# BBQ Baked Black Soybeans (LOW CARB )



## Winglover (Jul 16, 2005)

I have finally tried this dish last night and I was very impressed with how good it tasted. I love baked beans.. Almost as muich as I love chicken wings.

I couldnt see a recipe area for low carb dishes to I posyed it here.

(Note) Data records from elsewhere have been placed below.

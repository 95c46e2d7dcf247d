//! Configuration loading and management

mod io;
mod settings;

pub use settings::{PortProbeSettings, RiskSettings, ScanSettings, SeverityWeights, VulnProbeSettings};

use std::path::Path;

use anyhow::{Context, Result};
use serde::{Deserialize, Serialize};

/// Error type for invalid tunables
#[derive(Debug, thiserror::Error)]
pub enum ConfigError {
    #[error("Invalid value for {field}: {reason}")]
    Invalid { field: &'static str, reason: String },
}

impl ConfigError {
    fn invalid(field: &'static str, reason: impl Into<String>) -> Self {
        ConfigError::Invalid {
            field,
            reason: reason.into(),
        }
    }
}

/// Main configuration structure
#[derive(Debug, Clone, Default, Serialize, Deserialize)]
pub struct Config {
    /// Admission and global deadline
    #[serde(default)]
    pub scan: ScanSettings,

    /// Port/service discovery probe
    #[serde(default)]
    pub port: PortProbeSettings,

    /// Vulnerability template probe
    #[serde(default)]
    pub vuln: VulnProbeSettings,

    /// Risk score weights
    #[serde(default)]
    pub risk: RiskSettings,
}

impl Config {
    /// Load configuration from a file
    pub fn from_file(path: &Path) -> Result<Self> {
        let content = std::fs::read_to_string(path)
            .with_context(|| format!("Failed to read config file: {}", path.display()))?;

        Self::from_toml_str(&content)
            .with_context(|| format!("Failed to parse config file: {}", path.display()))
    }

    pub fn from_toml_str(content: &str) -> Result<Self> {
        let config: Config = toml::from_str(content)?;
        config.validate()?;
        Ok(config)
    }

    /// Load configuration for a working directory.
    ///
    /// Looks for: explicit path, then `<dir>/.xenora/config.toml`, then
    /// `~/.xenora/config.toml`. Falls back to defaults.
    pub fn load(explicit: Option<&Path>, dir: &Path) -> Result<Self> {
        if let Some(path) = explicit {
            return Self::from_file(path);
        }

        let local_path = dir.join(".xenora/config.toml");
        if local_path.exists() {
            return Self::from_file(&local_path);
        }

        let global_path = Self::global_config_path();
        if global_path.exists() {
            return Self::from_file(&global_path);
        }

        tracing::debug!("No config file found, using defaults");
        Ok(Self::default())
    }

    /// Reject tunables that would make the probes misbehave
    pub fn validate(&self) -> Result<(), ConfigError> {
        if self.scan.max_concurrent_scans == 0 {
            return Err(ConfigError::invalid("scan.max_concurrent_scans", "must be at least 1"));
        }
        if self.scan.global_scan_timeout_secs == 0 {
            return Err(ConfigError::invalid("scan.global_scan_timeout_secs", "must be positive"));
        }

        if self.port.binary.trim().is_empty() {
            return Err(ConfigError::invalid("port.binary", "must not be empty"));
        }
        if self.port.timeout_secs == 0 {
            return Err(ConfigError::invalid("port.timeout_secs", "must be positive"));
        }
        if self.port.max_retries == 0 {
            return Err(ConfigError::invalid("port.max_retries", "must be at least 1"));
        }
        if self.port.max_output_bytes == 0 {
            return Err(ConfigError::invalid("port.max_output_bytes", "must be positive"));
        }

        if self.vuln.binary.trim().is_empty() {
            return Err(ConfigError::invalid("vuln.binary", "must not be empty"));
        }
        if self.vuln.timeout_secs == 0 {
            return Err(ConfigError::invalid("vuln.timeout_secs", "must be positive"));
        }
        if self.vuln.rate_limit == 0 || self.vuln.loopback_rate_limit == 0 {
            return Err(ConfigError::invalid("vuln.rate_limit", "must be positive"));
        }
        if self.vuln.max_vulnerabilities == 0 {
            return Err(ConfigError::invalid("vuln.max_vulnerabilities", "must be at least 1"));
        }
        if self.vuln.chunk_size == 0 {
            return Err(ConfigError::invalid("vuln.chunk_size", "must be positive"));
        }
        if self.vuln.chunk_size > self.vuln.max_buffer_size {
            return Err(ConfigError::invalid(
                "vuln.chunk_size",
                format!(
                    "{} exceeds vuln.max_buffer_size ({})",
                    self.vuln.chunk_size, self.vuln.max_buffer_size
                ),
            ));
        }

        let weights = &self.risk.weights;
        let all_weights = [
            weights.critical,
            weights.high,
            weights.medium,
            weights.low,
            weights.info,
            weights.unknown,
            self.risk.cvss_multiplier,
            self.risk.open_port_factor,
            self.risk.max_port_contribution,
        ];
        if all_weights.iter().any(|w| !w.is_finite() || *w < 0.0) {
            return Err(ConfigError::invalid("risk", "weights must be finite and non-negative"));
        }
        if !self.risk.normalization_k.is_finite() || self.risk.normalization_k <= 0.0 {
            return Err(ConfigError::invalid("risk.normalization_k", "must be positive"));
        }

        Ok(())
    }
}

If it is wrong please move it to the correct place

I couldnt find the :ThickenThin anywhere so I just used GUAR GUM which does the same ( and it was the only low carb thickener my "Mother Earth Store" had


BBQ Baked Black Soybeans
 Serves 6

  Ingredients
 2 (approx. 15 oz.) cans black soybeans
1 small onion
1 clove garlic
4 slices bacon
½ cup low carb tomato catsup
1 tablespoon ThickenThin
1 tablespoon tomato paste
1 tablespoon red wine vinegar
½ teaspoon coarse salt
½ teaspoon black pepper
¼ teaspoon cayenne pepper
1 tablespoon Dijon mustard
6 packets Splenda   Directions 



Peel and slice the onion; peel and mince the garlic.
Dice 2 of the bacon slices.
In a small bowl, whisk together the catsup, ThickenThin, tomato paste, vinegar, splenda, mustard, salt and spices.
Drain beans and place into ovenproof casserole, pour catsup mixture over beans, add garlic, onion, and diced bacon, and stir to combine ingredients thoroughly.
Lay the remaining bacon slices across the top of the beans and cook in 325-degree oven for at least 30 minutes. Finish under broiler for 2-3 minutes to crisp top bacon, if desired.
Serve immediately.
Nutritional Facts   13.8 total carbs   5.8 fiber   8 net carbs   194 calories   11.6 protein


----------



## jkath (Jul 16, 2005)

Hi Winglover - 
I moved this thread to the "Health, Nutrition and Special Diets" forum.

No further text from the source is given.